Wednesday, 27 de November de 2024 ISSN 1519-7670 - Ano 24 - nº 1315

Mário Magalhães

‘No município gaúcho de Jaguarão, costeando o alambrado uruguaio, um pastor da Igreja Universal do Reino de Deus afirma ter sido abordado assim: ´Viu só! Você que é trouxa de dar dinheiro para essa igreja!!` ´Esse é o povo da sua igreja?! Tudo safado!!´; ´Como é que você continua nessa igreja? Você não lê jornal, não?´; ´É. Crente é tudo tonto, mesmo´.

Longe dali, em Catolé do Rocha, sertão paraibano, um fiel conta ter ouvido: ´´Viu só! Você que é trouxa de dar dinheiro para essa igreja!!` ´Esse é o povo da sua igreja?! Tudo safado!!´; ´Como você continua nessa igreja? Você não lê jornal, não?´; ´É. Crente é tudo tonto, mesmo´´.

Já em Tefé (AM), a mais de um dia de barco de Manaus, outro pastor assegura que foi alvo dos ´adjetivos desqualificantes´: ´Viu só! Você que é trouxa de dar dinheiro para essa igreja!!` ´Esse é o povo da sua igreja?! Tudo safado!!´; ´É. Crente é tudo tonto, mesmo´´.

Não padronizei as versões. A combinação de aspas e pontos de interrogação e exclamação consta de ações judiciais de pastores e membros da Igreja Universal contra a Folha e sua repórter Elvira Lobato.

Em 43 iniciativas contabilizadas até anteontem, eles pleiteiam indenização por danos morais e publicação da sentença. Dizem-se ofendidos em reportagem de dezembro, na qual não foram citados, ´Universal chega aos 30 anos com império empresarial´.

As petições têm muitos parágrafos idênticos. Os autores relatam ter sido ´vítimas de discriminação religiosa em razão do conteúdo tendencioso da matéria difundida pelos réus´. Pelo testemunho deles, as mesmas palavras ofensivas foram repetidas país afora.

De Barra de São Francisco (ES) e Aparecida do Taboado (MS) a Parnaíba (PI) e Xapuri (AC). De Paulo Afonso (BA) e Pouso Alegre (MG) a Araguaína (TO) e Bataguassu (MS; há quem grafe Bataguaçu).

Coincidem os pronomes (os gaúchos de Santo Ângelo trocam ´tu` por ´você´) e a requisição dos ´benefícios da Assistência Judiciária Gratuita´.

Outras semelhanças: as ações foram propostas em Juizados Cíveis Especiais. Neles, o trâmite é célere. A repórter, que precisa comparecer pessoalmente, foi intimada para quatro audiências em um só dia em lugares distintos.

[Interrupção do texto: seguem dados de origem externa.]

//! Registration, profile and privileged user-management operations.
//!
//! Every operation that acts on behalf of a caller takes the
//! [`RequestContext`] and consults the guard before touching the store.

use std::sync::Arc;

use serde::Serialize;
use tracing::{error, info};

use crate::auth::{DenyReason, Operation, PasswordHasher, RequestContext, authorize};
use crate::db::CredentialStore;
use crate::error::{CoreError, CoreResult};
use crate::model::{
    CredentialRecord, NewCredential, NewUser, Profile, ProfileEdit, Role, UserSummary,
};
use crate::types::{Login, UserId};

/// Result of a successful profile edit.
#[derive(Debug, Clone, Copy, PartialEq, Eq, Serialize)]
pub struct EditOutcome {
    pub password_changed: bool,
}

pub struct UserService {
    store: Arc<dyn CredentialStore>,
    hasher: PasswordHasher,
}

impl UserService {
    pub fn new(store: Arc<dyn CredentialStore>, hasher: PasswordHasher) -> Self {
        Self { store, hasher }
    }

    /// Create a `USER` account. Needs no authentication.
    pub async fn register(&self, request: NewUser) -> CoreResult<UserId> {
        let login = request.login.trim();
        if login.is_empty() {
            return Err(CoreError::Malformed("login must not be empty".to_string()));
        }
        if request.password.is_empty() {
            return Err(CoreError::Malformed("password must not be empty".to_string()));
        }

        let password_hash = self.hasher.hash(&request.password).await?;
        let id = self
            .store
            .insert(NewCredential {
                login: Login::new(login),
                password_hash,
                name: request.name,
                surname: request.surname,
                avatar: request.avatar,
                role: Role::User,
            })
            .await?;

        info!(%id, login, "user registered");
        Ok(id)
    }

    pub async fn get_profile(&self, ctx: &RequestContext) -> CoreResult<Profile> {
        authorize(ctx, Operation::ReadProfile)?;
        let record = self.load_target(ctx).await?;
        Ok(record.to_profile())
    }

    /// Update name and surname, then the password if one is supplied.
    ///
    /// The two writes are independent. If the password write fails after the
    /// display fields were stored, the error says so.
    pub async fn edit_profile(
        &self,
        ctx: &RequestContext,
        edit: ProfileEdit,
    ) -> CoreResult<EditOutcome> {
        authorize(ctx, Operation::EditProfile)?;
        let record = self.load_target(ctx).await?;

        self.store
            .update_profile(record.id, &edit.name, &edit.surname)
            .await?;

        let Some(password) = edit.password.filter(|p| !p.is_empty()) else {
            info!(id = %record.id, "profile updated");
            return Ok(EditOutcome {
                password_changed: false,
            });
        };

        let result = match self.hasher.hash(&password).await {
            Ok(hash) => self
                .store
                .update_password(record.id, &hash)
                .await
                .map_err(|e| e.to_string()),
            Err(e) => Err(e.to_string()),
        };

        if let Err(msg) = result {
            error!(id = %record.id, "profile updated but password change failed: {}", msg);
            return Err(CoreError::PasswordNotUpdated(msg));
        }

        info!(id = %record.id, "profile and password updated");
        Ok(EditOutcome {
            password_changed: true,
        })
    }

    /// All active users except the moderator, in store order.
    pub async fn list_active(&self, ctx: &RequestContext) -> CoreResult<Vec<UserSummary>> {
        authorize(ctx, Operation::ListUsers)?;
        let records = self.store.list_active().await?;
        Ok(records
            .iter()
            .filter(|r| !r.removed && !r.is_moderator())
            .map(CredentialRecord::to_summary)
            .collect())
    }

    /// Mark the target as removed. Tokens already issued to it stay valid
    /// until they expire.
    pub async fn soft_delete(&self, ctx: &RequestContext) -> CoreResult<()> {
        authorize(ctx, Operation::DeleteUser)?;
        let record = self.load_privileged_target(ctx).await?;

        self.store.soft_delete(record.id).await?;
        info!(
            actor = %ctx.identity().id,
            target = %record.id,
            user_agent = ctx.user_agent().unwrap_or("-"),
            "user removed"
        );
        Ok(())
    }

    /// Flip the target between `USER` and `ADMIN` and return the new role.
    pub async fn toggle_role(&self, ctx: &RequestContext) -> CoreResult<Role> {
        authorize(ctx, Operation::ToggleRole)?;
        let record = self.load_privileged_target(ctx).await?;

        let role = Role::toggle_from(record.role);
        self.store.update_role(record.id, role).await?;
        info!(
            actor = %ctx.identity().id,
            target = %record.id,
            %role,
            user_agent = ctx.user_agent().unwrap_or("-"),
            "user role changed"
        );
        Ok(role)
    }

    async fn load_target(&self, ctx: &RequestContext) -> CoreResult<CredentialRecord> {
        let target = ctx
            .target()
            .ok_or_else(|| CoreError::Malformed("missing user id".to_string()))?;

        match self.store.find_by_id(target).await? {
            Some(record) if !record.removed => Ok(record),
            _ => Err(CoreError::NotFound),
        }
    }

    /// Like `load_target`, but the moderator record is never a valid target.
    async fn load_privileged_target(&self, ctx: &RequestContext) -> CoreResult<CredentialRecord> {
        let record = self.load_target(ctx).await?;
        if record.is_moderator() {
            return Err(CoreError::Unauthorized(DenyReason::InvalidPrivilege));
        }
        Ok(record)
    }
}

Indaguei à igreja: ´Houve um movimento coordenado da Igreja Universal nas ações contra a Folha e a jornalista?´. Não obtive resposta.

A Associação Nacional dos Jornais (ANJ) qualificou como ´intimidação ao livre exercício do jornalismo a intenção contida na iniciativa´.

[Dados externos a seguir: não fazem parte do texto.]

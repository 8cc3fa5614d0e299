//! Startup seeding of the moderator account.

use tracing::info;

use crate::auth::PasswordHasher;
use crate::config::MODERATOR_LOGIN;
use crate::db::{CredentialStore, StoreError};
use crate::error::{CoreError, CoreResult};
use crate::model::{NewCredential, Role};
use crate::types::{Login, UserId};

const MODERATOR_AVATAR: &str = "https://i.pravatar.cc/50";

/// Create the moderator record unless it already exists.
///
/// Returns the moderator's id either way. The bootstrap password is hashed
/// before it reaches the store; an existing record is left untouched.
pub async fn seed_moderator(
    store: &dyn CredentialStore,
    hasher: &PasswordHasher,
    password: &str,
) -> CoreResult<UserId> {
    if let Some(existing) = store.find_by_login(MODERATOR_LOGIN).await? {
        info!(id = %existing.id, "moderator already present");
        return Ok(existing.id);
    }

    let password_hash = hasher.hash(password).await?;
    let record = NewCredential {
        login: Login::new(MODERATOR_LOGIN),
        password_hash,
        name: "Moderator".to_string(),
        surname: "Moderator".to_string(),
        avatar: MODERATOR_AVATAR.to_string(),
        role: Role::Moderator,
    };

    match store.insert(record).await {
        Ok(id) => {
            info!(%id, "moderator seeded");
            Ok(id)
        }
        // Lost a race with another instance seeding at the same time.
        Err(StoreError::UniqueViolation(_)) => store
            .find_by_login(MODERATOR_LOGIN)
            .await?
            .map(|r| r.id)
            .ok_or(CoreError::NotFound),
        Err(e) => Err(e.into()),
    }
}
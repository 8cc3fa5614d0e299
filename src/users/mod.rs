//! User lifecycle: registration, profiles, listing, soft delete and role
//! changes, plus the moderator bootstrap.

mod bootstrap;
mod service;

pub use bootstrap::seed_moderator;
pub use service::{EditOutcome, UserService};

A primeira decisão foi do juiz Alessandro Leite Pereira, em Bataguassu. Ele condenou Carlos Alberto Lima por litigância de má-fé: ´A postura adotada pelo autor na descrição da causa de pedir […] demonstra a existência de inquestionável má-fé, pois deturpa o conteúdo da reportagem para, inserindo-se individualmente nela, buscar indevidamente o recebimento de valor indenizatório´.

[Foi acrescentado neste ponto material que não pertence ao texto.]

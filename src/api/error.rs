//! Error responses at the HTTP boundary.
//!
//! Only a stable tag and a status leave the process; the detailed message is
//! logged.

use axum::Json;
use axum::extract::rejection::JsonRejection;
use axum::response::{IntoResponse, Response};
use http::StatusCode;
use serde::{Deserialize, Serialize};

use crate::error::CoreError;

/// JSON body of every error response.
#[derive(Debug, Clone, Serialize, Deserialize, PartialEq, Eq)]
pub struct ErrorBody {
    pub errors: Vec<String>,
}

#[derive(Debug)]
pub enum ApiError {
    Core(CoreError),
    /// The request body could not be parsed.
    InvalidJson(String),
}

impl From<CoreError> for ApiError {
    fn from(err: CoreError) -> Self {
        Self::Core(err)
    }
}

impl From<JsonRejection> for ApiError {
    fn from(rejection: JsonRejection) -> Self {
        Self::InvalidJson(rejection.body_text())
    }
}

impl ApiError {
    pub fn tag(&self) -> &'static str {
        match self {
            Self::Core(err) => err.tag(),
            Self::InvalidJson(_) => "err.json_invalid",
        }
    }

    pub fn status(&self) -> StatusCode {
        match self {
            Self::Core(err) => err.status(),
            Self::InvalidJson(_) => StatusCode::BAD_REQUEST,
        }
    }
}

impl IntoResponse for ApiError {
    fn into_response(self) -> Response {
        match &self {
            Self::Core(err) if err.is_server_fault() => tracing::error!("request failed: {}", err),
            Self::Core(err) => tracing::info!(tag = err.tag(), "request rejected: {}", err),
            Self::InvalidJson(msg) => tracing::info!("invalid request body: {}", msg),
        }

        let body = ErrorBody {
            errors: vec![self.tag().to_string()],
        };
        (self.status(), Json(body)).into_response()
    }
}

#[cfg(test)]
mod tests {
    use super::*;
    use crate::auth::DenyReason;

    #[test]
    fn test_core_error_tags_pass_through() {
        let err = ApiError::from(CoreError::Unauthorized(DenyReason::InvalidPrivilege));
        assert_eq!(err.tag(), "err.invalid_privilege");
        assert_eq!(err.status(), StatusCode::FORBIDDEN);
    }

    #[tokio::test]
    async fn test_response_carries_tag_only() {
        let response =
            ApiError::from(CoreError::StoreUnavailable("db at 10.1.1.1 down".into())).into_response();
        assert_eq!(response.status(), StatusCode::INTERNAL_SERVER_ERROR);

        let bytes = axum::body::to_bytes(response.into_body(), usize::MAX)
            .await
            .unwrap();
        let text = std::str::from_utf8(&bytes).unwrap();
        assert_eq!(text, r#"{"errors":["err.unknown"]}"#);
        assert!(!text.contains("10.1.1.1"));

        let body: ErrorBody = serde_json::from_slice(&bytes).unwrap();
        assert_eq!(body.errors, vec!["err.unknown".to_string()]);
    }

    #[test]
    fn test_invalid_json_tag() {
        let err = ApiError::InvalidJson("expected value".into());
        assert_eq!(err.tag(), "err.json_invalid");
        assert_eq!(err.status(), StatusCode::BAD_REQUEST);
    }
}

Mais: ´O Poder Judiciário está sendo utilizado pelo autor para o fim espúrio de prejudicar os demandados, tendo em vista que diversas demandas, com a mesma causa de pedir e pedido, foram distribuídas pelos vários rincões do país, em localidades de difícil acesso, sendo nítida a intenção do autor, como também dos demais demandantes nas ações mencionadas, de dificultar a defesa dos réus […]´.

Há duas reações condenáveis diante de ações dessa natureza: enviesar o noticiário contra os autores e a instituição à qual eles pertencem ou, mais comum, intimidar-se e abrir mão do jornalismo crítico. A Secretaria de Redação da Folha diz que não haverá influência na cobertura.

Li e reli a reportagem, editada em três páginas. Sóbria, constitui exemplo do que deve ser o jornalismo em relação ao poder, nele incluídas as organizações empresariais e religiosas, sem exceção.

Não surpreende: jornalista há 35 anos, uma das mais brilhantes repórteres do país, Elvira Lobato assinou na última década e meia alguns dos mais admiráveis e corajosos trabalhos jornalísticos sobre o setor de comunicações.’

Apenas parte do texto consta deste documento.